Task instructions.
What lines below mention the word "MemoryIndexer"? Copy each one.

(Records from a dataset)
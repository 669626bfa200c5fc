//! Caller-facing API: the crypto session store, its records and its config.

pub mod config;
pub mod store;
pub mod types;
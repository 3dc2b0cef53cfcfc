use serde::{Deserialize, Serialize};

use crate::error::StoreError;

/// Metadata stored alongside every segment.
#[derive(Debug, Clone, PartialEq, Serialize, Deserialize)]
pub struct SegmentMetadata {
    /// Path of the memory file the segment came from.
    pub source: String,
    pub filename: String,
    /// Position of the segment within its file, counting blank segments.
    pub chunk_index: usize,
    /// Comma-joined tag list from the file's front matter.
    pub tags: String,
    pub total_chunks: usize,
    /// RFC 3339 timestamp of when the segment was embedded.
    pub embedded_at: String,
}

/// A segment ready to be written to the collection.
#[derive(Debug, Clone)]
pub struct SegmentRecord {
    /// `{file_id}_{chunk_index}`
    pub id: String,
    pub file_id: String,
    pub document: String,
    pub metadata: SegmentMetadata,
    pub embedding: Vec<f32>,
}

/// One nearest-neighbour hit returned by [`VectorStore::query`].
#[derive(Debug, Clone)]
pub struct QueryHit {
    pub id: String,
    pub document: String,
    pub metadata: SegmentMetadata,
    /// Squared Euclidean distance to the query vector.
    pub distance: f64,
}

/// Trait for turning text into embedding vectors.
pub trait Embedder {
    /// Identifier of the model producing the vectors.
    fn model_name(&self) -> &str;
    fn embed_text(&self, text: &str) -> anyhow::Result<Vec<f32>>;
}

/// Trait for the persistent collection of segment vectors.
pub trait VectorStore {
    /// Inserts the record or replaces the one stored under the same id.
    fn upsert(&self, record: &SegmentRecord) -> Result<(), StoreError>;
    /// Removes every segment belonging to `file_id`, returning how many were removed.
    ///
    /// Returns [`StoreError::NotFound`] when the file has no stored segments.
    fn delete_file(&self, file_id: &str) -> Result<usize, StoreError>;
    /// Returns up to `n_results` hits ordered by ascending distance.
    fn query(&self, embedding: &[f32], n_results: usize) -> Result<Vec<QueryHit>, StoreError>;
    fn count(&self) -> Result<i64, StoreError>;
}
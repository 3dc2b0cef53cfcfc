mod util;

use clap::{Parser, Subcommand};
use memvec::{
    LocalEmbedder, MemoryDirs, MemoryIndexer, MemorySearcher, SqliteVectorStore, collect_status,
};
use std::path::PathBuf;

#[derive(Parser)]
#[command(name = "memvec")]
#[command(version, about = "Vector embedding service for a markdown memory tree", long_about = None)]
#[command(arg_required_else_help = true)]
struct Cli {
    #[command(subcommand)]
    command: Commands,
    /// Root of the memory tree
    #[clap(
        long,
        global = true,
        env = "MEMVEC_MEMORY_DIR",
        help = "Root of the memory tree containing profiles/, core/, knowledge/ and sessions/daily/."
    )]
    memory_dir: Option<PathBuf>,
    #[clap(flatten)]
    verbose: clap_verbosity_flag::Verbosity,
}

#[derive(Subcommand)]
enum Commands {
    /// Reindex every memory file
    Embed,
    /// Search indexed memory
    Search {
        /// Search query
        #[clap(required = true, num_args = 1..)]
        query: Vec<String>,
        /// Maximum number of files to return
        #[clap(long, default_value = "5", help = "Maximum number of files to return.")]
        limit: usize,
        /// Output results as json instead of pretty text
        #[clap(long, help = "Output search results as json.")]
        json: bool,
    },
    /// Reindex a single file
    Update {
        /// Path of the memory file to reindex
        file: PathBuf,
    },
    /// Show store and memory tree diagnostics
    Status {
        /// Output status as json instead of pretty text
        #[clap(long, help = "Output status as json.")]
        json: bool,
    },
    /// Delete the on-disk vector store
    Clear,
}

fn main() -> anyhow::Result<()> {
    let cli = match Cli::try_parse() {
        Ok(cli) => cli,
        Err(e) => {
            // usage errors exit with 1, --help and --version with 0
            let code = if e.use_stderr() { 1 } else { 0 };
            let _ = e.print();
            std::process::exit(code);
        }
    };
    env_logger::Builder::new()
        .filter_level(cli.verbose.log_level_filter())
        .init();

    let dirs = match cli.memory_dir {
        Some(root) => MemoryDirs::with_memory_root(root),
        None => MemoryDirs::new(),
    };

    match cli.command {
        Commands::Embed => {
            let memory_root = dirs.memory_root();
            println!("Embedding all memory files in: {}", memory_root.display());

            let embedder = LocalEmbedder::new_with_default_model()?;
            let store = SqliteVectorStore::open(&dirs.store_path())?;
            let report = MemoryIndexer::new(&embedder, &store)
                .index_all_with(&memory_root, util::print_index_event)?;

            util::print_index_summary(&report);
        }
        Commands::Search { query, limit, json } => {
            let query = query.join(" ");

            let embedder = LocalEmbedder::new_with_default_model()?;
            let store = SqliteVectorStore::open(&dirs.store_path())?;
            let results = MemorySearcher::new(&embedder, &store).search(&query, Some(limit))?;

            if json {
                let json_output = util::search_results_json(&query, &results);
                println!("{}", serde_json::to_string_pretty(&json_output)?);
            } else {
                util::print_search_results(&query, &results);
            }
        }
        Commands::Update { file } => {
            let embedder = LocalEmbedder::new_with_default_model()?;
            let store = SqliteVectorStore::open(&dirs.store_path())?;
            let chunks = MemoryIndexer::new(&embedder, &store).index_file(&file)?;

            println!("Updated: {} ({} chunks)", file.display(), chunks);
        }
        Commands::Status { json } => {
            let status = collect_status(&dirs.memory_root());
            if json {
                println!("{}", serde_json::to_string_pretty(&status)?);
            } else {
                util::print_status(&status);
            }
        }
        Commands::Clear => {
            if SqliteVectorStore::destroy(&dirs.store_path())? {
                println!("Embeddings cleared");
            } else {
                println!("No embeddings to clear");
            }
        }
    }
    Ok(())
}
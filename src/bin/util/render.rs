use colored::Colorize;
use memvec::search::preview;
use memvec::indexer::IndexEvent;
use memvec::{FileMatch, IndexReport, StatusReport};
use std::path::Path;

/// Characters of the closest segment shown per search result.
const RESULT_PREVIEW_CHARS: usize = 100;

fn display_name(file: &str) -> String {
    Path::new(file)
        .file_name()
        .map(|n| n.to_string_lossy().to_string())
        .unwrap_or_else(|| file.to_string())
}

pub fn print_index_event(event: IndexEvent<'_>) {
    match event {
        IndexEvent::Indexed { file, chunks } => println!(
            "  {} {} ({} chunks)",
            "✓".green(),
            display_name(&file.to_string_lossy()),
            chunks
        ),
        IndexEvent::Failed { file, error } => eprintln!(
            "  {} {}: {}",
            "✗".red(),
            display_name(&file.to_string_lossy()),
            error
        ),
    }
}

pub fn print_index_summary(report: &IndexReport) {
    println!();
    println!(
        "{} Complete: {} files, {} chunks",
        "✓".green(),
        report.files_processed,
        report.total_chunks
    );
    if !report.errors.is_empty() {
        println!("{} {} file(s) failed", "✗".red(), report.errors.len());
    }
}

pub fn print_search_results(query: &str, results: &[FileMatch]) {
    println!("Searching for: {}", query.bold());
    println!();

    if results.is_empty() {
        println!("No results found.");
        return;
    }

    for result in results {
        println!("{}", result.source.bold());
        println!("   Distance: {:.4}", result.min_distance);
        println!("   Tags: {}", result.tags);
        if let Some(first) = result.chunks.first() {
            println!(
                "   Preview: {}",
                preview(&first.content, RESULT_PREVIEW_CHARS).dimmed()
            );
        }
        println!();
    }
}

pub fn search_results_json(query: &str, results: &[FileMatch]) -> serde_json::Value {
    serde_json::json!({
        "query": query,
        "results_count": results.len(),
        "results": results,
    })
}

pub fn print_status(status: &StatusReport) {
    println!("{}", "=== EMBEDDING SYSTEM STATUS ===".bold());
    println!();
    for (key, value) in status.entries() {
        println!("  {}: {}", key, value);
    }
}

Solution.
    LocalEmbedder, MemoryDirs, MemoryIndexer, MemorySearcher, SqliteVectorStore, collect_status,
            let report = MemoryIndexer::new(&embedder, &store)
            let chunks = MemoryIndexer::new(&embedder, &store).index_file(&file)?;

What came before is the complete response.